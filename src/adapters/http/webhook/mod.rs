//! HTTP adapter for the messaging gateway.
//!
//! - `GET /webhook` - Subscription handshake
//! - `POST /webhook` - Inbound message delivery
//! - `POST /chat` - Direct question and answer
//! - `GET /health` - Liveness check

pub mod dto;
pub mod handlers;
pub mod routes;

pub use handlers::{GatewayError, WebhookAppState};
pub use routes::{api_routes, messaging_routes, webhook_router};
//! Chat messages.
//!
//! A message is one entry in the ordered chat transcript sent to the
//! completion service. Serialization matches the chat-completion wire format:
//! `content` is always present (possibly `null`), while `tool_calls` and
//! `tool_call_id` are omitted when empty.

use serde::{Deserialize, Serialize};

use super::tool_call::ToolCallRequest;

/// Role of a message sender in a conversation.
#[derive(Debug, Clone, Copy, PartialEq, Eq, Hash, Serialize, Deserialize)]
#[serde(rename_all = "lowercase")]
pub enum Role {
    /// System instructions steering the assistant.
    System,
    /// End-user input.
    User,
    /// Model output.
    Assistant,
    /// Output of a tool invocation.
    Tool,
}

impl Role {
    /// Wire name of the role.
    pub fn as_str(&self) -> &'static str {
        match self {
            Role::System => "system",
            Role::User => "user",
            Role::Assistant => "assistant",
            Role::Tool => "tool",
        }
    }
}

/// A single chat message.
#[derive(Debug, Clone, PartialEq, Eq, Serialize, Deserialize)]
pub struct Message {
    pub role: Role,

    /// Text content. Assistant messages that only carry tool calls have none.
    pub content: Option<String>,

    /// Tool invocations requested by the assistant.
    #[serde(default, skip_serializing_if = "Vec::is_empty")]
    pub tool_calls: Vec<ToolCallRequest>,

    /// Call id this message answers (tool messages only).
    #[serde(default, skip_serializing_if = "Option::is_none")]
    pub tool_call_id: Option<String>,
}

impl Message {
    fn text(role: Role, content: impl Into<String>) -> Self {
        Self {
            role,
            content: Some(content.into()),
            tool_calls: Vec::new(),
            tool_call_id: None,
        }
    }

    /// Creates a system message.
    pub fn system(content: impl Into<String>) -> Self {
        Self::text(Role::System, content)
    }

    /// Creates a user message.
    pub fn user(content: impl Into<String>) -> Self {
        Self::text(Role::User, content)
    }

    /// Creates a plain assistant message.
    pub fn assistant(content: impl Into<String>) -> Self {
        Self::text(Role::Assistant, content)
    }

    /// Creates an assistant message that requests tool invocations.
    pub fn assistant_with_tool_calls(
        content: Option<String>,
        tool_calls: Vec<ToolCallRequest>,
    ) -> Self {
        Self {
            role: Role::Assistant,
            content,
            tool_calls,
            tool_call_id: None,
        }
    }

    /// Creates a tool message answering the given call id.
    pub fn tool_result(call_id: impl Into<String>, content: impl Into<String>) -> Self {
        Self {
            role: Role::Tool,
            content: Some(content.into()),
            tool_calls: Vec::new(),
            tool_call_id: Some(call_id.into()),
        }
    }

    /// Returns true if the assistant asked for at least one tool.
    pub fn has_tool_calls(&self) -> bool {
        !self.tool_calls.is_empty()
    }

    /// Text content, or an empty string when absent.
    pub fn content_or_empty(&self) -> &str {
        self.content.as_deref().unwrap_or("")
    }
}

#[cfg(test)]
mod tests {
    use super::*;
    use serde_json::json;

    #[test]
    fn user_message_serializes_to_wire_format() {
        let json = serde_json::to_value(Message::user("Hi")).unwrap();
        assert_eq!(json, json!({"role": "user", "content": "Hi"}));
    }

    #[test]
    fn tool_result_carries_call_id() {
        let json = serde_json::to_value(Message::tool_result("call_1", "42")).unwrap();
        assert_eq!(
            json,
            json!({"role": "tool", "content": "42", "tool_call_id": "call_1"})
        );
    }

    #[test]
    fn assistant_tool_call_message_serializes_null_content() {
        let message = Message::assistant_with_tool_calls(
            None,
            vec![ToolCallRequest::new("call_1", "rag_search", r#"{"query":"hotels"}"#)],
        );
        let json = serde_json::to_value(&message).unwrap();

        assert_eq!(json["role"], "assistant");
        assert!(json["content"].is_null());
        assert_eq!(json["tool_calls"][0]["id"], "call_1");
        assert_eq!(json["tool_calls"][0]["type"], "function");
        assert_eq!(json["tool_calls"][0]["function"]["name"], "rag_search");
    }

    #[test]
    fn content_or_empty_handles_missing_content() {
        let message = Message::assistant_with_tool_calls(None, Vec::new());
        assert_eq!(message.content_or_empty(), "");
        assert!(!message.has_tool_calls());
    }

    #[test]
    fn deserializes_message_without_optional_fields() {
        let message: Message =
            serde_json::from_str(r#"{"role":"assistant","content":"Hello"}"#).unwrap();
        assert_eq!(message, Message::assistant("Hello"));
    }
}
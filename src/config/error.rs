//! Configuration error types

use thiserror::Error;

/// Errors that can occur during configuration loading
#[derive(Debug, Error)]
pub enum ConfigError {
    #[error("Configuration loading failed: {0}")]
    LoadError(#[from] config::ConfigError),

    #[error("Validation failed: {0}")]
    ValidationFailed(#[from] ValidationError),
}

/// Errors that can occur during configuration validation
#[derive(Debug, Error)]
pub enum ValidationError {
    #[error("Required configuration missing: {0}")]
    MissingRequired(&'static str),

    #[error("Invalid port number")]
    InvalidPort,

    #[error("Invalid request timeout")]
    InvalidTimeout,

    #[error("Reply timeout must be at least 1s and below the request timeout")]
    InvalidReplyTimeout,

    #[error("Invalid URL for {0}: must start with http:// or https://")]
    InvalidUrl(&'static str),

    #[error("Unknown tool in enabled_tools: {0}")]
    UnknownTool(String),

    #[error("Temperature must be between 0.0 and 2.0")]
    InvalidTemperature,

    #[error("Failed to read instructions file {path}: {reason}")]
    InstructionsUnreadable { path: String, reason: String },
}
==
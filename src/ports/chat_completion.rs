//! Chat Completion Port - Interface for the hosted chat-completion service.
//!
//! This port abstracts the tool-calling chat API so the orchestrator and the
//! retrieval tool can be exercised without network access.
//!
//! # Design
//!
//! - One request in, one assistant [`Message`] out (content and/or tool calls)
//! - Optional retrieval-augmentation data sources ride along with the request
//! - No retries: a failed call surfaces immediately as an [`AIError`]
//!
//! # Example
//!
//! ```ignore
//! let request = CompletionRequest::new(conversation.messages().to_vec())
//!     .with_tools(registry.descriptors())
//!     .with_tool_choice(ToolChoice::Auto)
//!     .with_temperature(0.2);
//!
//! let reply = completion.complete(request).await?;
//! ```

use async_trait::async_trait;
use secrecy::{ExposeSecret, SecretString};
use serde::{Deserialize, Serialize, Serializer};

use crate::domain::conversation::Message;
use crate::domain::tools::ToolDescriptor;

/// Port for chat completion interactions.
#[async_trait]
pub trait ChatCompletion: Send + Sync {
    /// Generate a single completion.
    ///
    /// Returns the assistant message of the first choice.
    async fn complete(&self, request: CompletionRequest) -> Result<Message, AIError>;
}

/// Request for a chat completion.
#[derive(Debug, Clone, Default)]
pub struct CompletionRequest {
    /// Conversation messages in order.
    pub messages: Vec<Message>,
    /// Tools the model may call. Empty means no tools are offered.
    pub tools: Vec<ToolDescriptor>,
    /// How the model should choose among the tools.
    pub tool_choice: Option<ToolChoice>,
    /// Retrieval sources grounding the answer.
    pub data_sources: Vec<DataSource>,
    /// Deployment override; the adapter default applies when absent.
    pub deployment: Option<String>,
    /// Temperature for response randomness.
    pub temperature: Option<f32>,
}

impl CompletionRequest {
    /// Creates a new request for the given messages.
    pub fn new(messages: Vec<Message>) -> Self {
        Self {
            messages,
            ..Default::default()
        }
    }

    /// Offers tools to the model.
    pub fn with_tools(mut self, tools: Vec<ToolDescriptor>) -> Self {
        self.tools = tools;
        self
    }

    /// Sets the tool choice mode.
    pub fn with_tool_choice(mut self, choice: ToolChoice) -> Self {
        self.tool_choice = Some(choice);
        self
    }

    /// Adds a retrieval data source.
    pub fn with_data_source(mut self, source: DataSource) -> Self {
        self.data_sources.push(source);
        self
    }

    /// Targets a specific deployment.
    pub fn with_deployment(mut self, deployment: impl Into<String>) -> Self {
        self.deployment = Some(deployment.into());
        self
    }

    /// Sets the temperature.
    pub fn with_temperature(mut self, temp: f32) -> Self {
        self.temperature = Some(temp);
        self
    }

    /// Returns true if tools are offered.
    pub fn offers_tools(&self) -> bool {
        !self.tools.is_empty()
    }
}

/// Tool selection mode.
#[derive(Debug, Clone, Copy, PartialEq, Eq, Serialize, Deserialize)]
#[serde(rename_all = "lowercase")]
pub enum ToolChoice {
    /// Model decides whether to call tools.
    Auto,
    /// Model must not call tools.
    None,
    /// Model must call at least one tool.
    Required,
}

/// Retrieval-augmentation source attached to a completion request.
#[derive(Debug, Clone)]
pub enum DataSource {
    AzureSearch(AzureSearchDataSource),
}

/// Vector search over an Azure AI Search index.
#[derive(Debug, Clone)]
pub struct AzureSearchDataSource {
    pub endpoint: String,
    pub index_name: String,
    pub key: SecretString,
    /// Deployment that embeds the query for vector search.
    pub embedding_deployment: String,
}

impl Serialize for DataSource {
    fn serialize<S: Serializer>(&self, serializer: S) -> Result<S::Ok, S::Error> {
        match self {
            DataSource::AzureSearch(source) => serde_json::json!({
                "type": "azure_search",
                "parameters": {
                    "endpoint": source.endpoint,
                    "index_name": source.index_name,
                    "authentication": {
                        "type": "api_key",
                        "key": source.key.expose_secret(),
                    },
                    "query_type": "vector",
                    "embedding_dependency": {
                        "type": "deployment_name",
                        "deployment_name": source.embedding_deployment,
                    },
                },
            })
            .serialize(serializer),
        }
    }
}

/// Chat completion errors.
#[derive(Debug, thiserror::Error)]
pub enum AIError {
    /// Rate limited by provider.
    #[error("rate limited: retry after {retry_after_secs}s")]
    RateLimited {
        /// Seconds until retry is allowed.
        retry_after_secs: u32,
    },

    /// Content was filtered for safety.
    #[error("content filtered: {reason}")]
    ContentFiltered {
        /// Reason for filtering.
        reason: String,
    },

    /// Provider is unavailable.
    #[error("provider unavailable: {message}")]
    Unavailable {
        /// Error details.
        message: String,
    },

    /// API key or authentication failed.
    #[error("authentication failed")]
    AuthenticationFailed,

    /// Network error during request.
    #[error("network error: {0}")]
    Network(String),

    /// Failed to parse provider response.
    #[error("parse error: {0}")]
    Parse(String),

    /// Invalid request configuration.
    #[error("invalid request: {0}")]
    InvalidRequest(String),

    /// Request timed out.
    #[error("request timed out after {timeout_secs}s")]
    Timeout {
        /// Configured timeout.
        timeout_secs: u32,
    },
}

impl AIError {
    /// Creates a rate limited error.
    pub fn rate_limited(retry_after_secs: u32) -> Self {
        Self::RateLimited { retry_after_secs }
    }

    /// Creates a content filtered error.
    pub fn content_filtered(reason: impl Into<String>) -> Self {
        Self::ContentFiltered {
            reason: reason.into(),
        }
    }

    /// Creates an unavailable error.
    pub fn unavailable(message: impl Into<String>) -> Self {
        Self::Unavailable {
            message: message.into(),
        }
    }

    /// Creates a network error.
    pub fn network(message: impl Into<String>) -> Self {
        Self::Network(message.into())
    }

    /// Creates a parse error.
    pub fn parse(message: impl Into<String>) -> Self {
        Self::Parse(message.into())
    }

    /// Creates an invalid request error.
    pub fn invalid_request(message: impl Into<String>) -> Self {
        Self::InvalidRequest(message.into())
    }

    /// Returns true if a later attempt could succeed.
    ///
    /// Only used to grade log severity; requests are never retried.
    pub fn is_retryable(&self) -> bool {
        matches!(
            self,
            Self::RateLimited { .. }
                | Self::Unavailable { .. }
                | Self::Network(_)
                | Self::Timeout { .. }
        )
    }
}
==
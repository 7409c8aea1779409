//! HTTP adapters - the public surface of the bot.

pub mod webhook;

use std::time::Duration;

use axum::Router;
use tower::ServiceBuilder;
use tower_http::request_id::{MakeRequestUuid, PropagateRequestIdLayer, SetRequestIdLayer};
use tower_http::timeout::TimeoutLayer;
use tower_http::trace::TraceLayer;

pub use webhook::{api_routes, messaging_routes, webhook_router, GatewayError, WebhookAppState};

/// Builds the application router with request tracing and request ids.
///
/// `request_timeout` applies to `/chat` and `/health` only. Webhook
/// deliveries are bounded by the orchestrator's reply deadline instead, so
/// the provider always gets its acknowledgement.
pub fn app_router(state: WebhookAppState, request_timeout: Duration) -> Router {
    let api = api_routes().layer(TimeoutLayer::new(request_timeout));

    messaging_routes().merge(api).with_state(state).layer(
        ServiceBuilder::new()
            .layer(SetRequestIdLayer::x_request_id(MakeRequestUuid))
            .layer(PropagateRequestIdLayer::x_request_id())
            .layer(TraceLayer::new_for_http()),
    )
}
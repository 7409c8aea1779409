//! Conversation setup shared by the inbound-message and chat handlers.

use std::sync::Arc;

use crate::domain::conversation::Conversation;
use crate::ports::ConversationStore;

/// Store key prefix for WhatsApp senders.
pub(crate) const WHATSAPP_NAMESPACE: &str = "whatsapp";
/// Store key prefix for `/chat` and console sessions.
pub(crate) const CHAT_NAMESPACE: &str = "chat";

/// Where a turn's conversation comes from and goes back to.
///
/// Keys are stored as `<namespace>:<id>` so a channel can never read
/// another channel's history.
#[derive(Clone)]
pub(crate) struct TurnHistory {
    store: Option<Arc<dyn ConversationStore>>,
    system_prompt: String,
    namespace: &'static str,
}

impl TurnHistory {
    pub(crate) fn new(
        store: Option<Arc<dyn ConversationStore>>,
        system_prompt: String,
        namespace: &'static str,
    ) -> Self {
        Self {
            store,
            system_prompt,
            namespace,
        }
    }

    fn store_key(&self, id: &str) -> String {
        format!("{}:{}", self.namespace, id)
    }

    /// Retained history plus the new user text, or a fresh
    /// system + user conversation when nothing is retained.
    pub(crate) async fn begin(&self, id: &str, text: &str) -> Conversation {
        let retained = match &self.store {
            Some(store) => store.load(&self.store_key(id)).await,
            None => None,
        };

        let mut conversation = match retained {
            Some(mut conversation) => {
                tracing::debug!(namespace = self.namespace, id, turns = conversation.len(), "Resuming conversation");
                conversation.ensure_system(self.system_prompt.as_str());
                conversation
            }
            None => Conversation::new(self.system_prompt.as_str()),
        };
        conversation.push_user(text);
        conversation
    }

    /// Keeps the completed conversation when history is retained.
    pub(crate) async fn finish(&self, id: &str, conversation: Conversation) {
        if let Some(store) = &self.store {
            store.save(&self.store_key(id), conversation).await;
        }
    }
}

What you will do
Retype exactly the lines above, from the one with "pub fn offers_tools(&self)" through the one with "pub enum ToolChoice", inclusive.

Result of the exercise
    pub fn offers_tools(&self) -> bool {
        !self.tools.is_empty()
    }
}

/// Tool selection mode.
#[derive(Debug, Clone, Copy, PartialEq, Eq, Serialize, Deserialize)]
#[serde(rename_all = "lowercase")]
pub enum ToolChoice {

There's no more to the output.